[WORK TO COMPLETE]:
Pick out the lines below with "only" and list them.

[RECORDED DATA]:

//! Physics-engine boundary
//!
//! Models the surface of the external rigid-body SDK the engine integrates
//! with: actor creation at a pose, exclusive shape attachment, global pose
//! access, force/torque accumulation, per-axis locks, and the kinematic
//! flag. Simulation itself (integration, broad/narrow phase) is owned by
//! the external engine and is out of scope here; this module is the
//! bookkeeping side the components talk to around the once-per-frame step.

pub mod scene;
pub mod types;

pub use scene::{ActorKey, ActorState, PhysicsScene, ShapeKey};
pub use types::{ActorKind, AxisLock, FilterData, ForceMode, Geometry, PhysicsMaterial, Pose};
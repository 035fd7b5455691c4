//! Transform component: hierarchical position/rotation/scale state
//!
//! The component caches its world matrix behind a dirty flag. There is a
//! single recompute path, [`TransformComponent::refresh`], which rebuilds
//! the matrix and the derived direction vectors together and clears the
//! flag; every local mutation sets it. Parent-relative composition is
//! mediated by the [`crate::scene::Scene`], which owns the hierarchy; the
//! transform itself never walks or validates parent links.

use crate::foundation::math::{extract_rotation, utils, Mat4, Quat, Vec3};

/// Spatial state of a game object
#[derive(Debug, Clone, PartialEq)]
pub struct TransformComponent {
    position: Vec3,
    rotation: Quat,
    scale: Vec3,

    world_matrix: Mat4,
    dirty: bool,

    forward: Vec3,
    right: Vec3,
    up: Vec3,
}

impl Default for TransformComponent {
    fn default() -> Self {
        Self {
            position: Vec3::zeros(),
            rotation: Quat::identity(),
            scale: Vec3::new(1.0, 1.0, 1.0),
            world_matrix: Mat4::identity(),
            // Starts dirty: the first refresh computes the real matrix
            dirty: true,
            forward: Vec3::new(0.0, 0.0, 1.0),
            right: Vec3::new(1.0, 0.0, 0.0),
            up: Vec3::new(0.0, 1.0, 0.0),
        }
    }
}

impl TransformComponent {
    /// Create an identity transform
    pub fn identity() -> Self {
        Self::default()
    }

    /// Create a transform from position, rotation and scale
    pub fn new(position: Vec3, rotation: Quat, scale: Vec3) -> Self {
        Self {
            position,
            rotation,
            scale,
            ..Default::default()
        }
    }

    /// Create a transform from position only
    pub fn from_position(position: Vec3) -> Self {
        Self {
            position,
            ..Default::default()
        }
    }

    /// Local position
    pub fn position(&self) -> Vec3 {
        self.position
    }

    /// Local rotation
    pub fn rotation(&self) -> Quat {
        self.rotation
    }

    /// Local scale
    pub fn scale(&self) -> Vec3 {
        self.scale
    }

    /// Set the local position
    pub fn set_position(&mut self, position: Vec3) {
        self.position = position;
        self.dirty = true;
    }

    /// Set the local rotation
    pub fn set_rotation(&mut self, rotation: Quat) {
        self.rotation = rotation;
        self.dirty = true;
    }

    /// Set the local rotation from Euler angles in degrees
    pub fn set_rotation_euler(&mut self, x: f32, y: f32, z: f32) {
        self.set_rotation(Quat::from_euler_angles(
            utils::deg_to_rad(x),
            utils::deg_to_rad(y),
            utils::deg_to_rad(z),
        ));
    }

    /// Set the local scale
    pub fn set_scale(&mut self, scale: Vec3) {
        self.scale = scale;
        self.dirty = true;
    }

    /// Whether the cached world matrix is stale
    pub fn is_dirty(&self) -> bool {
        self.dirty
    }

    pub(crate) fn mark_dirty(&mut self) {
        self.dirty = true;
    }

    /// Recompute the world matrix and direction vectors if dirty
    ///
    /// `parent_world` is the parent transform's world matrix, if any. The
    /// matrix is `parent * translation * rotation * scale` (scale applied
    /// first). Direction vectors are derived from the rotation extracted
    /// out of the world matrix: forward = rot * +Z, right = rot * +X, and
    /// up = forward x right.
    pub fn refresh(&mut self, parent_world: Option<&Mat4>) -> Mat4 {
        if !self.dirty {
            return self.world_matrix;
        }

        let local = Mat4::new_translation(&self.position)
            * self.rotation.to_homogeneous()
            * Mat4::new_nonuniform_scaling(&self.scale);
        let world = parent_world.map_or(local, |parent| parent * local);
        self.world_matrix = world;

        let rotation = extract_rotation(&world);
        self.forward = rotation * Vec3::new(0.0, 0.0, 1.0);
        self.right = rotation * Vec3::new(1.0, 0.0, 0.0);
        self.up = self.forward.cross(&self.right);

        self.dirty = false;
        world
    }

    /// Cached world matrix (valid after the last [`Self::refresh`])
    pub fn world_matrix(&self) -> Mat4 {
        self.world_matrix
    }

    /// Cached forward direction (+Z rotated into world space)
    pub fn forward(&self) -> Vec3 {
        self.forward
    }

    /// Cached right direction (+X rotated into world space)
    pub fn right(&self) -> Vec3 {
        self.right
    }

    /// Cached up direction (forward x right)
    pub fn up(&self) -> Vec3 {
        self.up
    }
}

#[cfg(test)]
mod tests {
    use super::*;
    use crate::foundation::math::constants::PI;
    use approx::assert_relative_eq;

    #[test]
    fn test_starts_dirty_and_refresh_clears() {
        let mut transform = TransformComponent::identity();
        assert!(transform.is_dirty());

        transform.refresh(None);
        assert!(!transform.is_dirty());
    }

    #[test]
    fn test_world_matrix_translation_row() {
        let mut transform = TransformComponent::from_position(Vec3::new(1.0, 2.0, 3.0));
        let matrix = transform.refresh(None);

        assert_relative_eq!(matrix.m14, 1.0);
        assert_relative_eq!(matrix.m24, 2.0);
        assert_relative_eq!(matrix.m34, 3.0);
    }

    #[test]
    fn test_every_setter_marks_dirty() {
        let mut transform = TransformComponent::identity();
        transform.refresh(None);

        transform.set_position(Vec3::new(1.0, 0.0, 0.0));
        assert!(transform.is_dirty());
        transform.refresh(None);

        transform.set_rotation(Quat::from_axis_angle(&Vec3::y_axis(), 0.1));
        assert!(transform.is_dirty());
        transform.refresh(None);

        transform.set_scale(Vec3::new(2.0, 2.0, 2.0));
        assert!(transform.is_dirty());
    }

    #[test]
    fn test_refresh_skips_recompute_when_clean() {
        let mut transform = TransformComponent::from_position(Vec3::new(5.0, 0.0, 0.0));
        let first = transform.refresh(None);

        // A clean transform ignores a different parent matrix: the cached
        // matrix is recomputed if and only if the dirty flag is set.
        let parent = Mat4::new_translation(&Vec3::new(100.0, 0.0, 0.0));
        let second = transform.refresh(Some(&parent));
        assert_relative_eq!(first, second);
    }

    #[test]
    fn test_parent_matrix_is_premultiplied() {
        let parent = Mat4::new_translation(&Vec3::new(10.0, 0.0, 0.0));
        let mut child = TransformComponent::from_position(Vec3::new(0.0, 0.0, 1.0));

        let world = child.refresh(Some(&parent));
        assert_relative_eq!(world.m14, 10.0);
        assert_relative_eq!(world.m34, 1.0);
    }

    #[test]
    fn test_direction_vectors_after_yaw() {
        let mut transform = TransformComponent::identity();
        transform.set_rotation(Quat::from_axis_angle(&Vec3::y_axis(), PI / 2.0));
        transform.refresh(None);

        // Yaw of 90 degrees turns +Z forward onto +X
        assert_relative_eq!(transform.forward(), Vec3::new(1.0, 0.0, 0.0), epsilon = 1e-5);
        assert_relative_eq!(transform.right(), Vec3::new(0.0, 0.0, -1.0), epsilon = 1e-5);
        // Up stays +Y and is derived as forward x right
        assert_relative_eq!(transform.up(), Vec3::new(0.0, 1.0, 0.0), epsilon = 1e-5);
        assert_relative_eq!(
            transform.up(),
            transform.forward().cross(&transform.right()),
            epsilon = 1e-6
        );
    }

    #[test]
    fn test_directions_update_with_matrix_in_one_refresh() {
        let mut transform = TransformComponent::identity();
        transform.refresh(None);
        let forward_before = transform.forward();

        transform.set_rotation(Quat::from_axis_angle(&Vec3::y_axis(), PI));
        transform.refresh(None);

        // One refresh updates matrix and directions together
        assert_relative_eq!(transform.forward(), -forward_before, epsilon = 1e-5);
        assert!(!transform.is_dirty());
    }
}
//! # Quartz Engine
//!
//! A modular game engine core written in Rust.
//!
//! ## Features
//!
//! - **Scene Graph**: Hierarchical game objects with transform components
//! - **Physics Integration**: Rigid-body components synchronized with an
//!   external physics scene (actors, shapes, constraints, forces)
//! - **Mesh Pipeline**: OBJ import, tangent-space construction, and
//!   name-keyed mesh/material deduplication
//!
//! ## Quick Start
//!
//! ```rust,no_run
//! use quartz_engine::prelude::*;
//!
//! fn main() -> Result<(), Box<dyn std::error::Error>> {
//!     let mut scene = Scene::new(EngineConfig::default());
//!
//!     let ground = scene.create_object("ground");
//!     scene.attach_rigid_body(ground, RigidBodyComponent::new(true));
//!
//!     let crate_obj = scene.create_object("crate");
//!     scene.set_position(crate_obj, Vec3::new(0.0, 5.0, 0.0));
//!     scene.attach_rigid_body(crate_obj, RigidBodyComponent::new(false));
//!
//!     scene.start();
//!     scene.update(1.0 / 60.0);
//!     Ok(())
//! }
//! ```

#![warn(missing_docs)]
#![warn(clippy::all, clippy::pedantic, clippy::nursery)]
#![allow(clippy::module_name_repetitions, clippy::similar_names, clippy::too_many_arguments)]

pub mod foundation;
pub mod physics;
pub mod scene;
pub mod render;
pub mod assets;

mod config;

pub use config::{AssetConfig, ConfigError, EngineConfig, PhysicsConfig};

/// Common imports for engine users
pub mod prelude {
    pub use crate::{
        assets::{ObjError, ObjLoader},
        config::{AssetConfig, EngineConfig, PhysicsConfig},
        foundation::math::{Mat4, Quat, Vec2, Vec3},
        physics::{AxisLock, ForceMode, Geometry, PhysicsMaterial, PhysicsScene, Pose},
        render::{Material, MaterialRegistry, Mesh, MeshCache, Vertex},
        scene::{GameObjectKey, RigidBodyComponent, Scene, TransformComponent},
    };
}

[SOLVED EXERCISE]:
    /// Create a transform from position only
        // matrix is recomputed if and only if the dirty flag is set.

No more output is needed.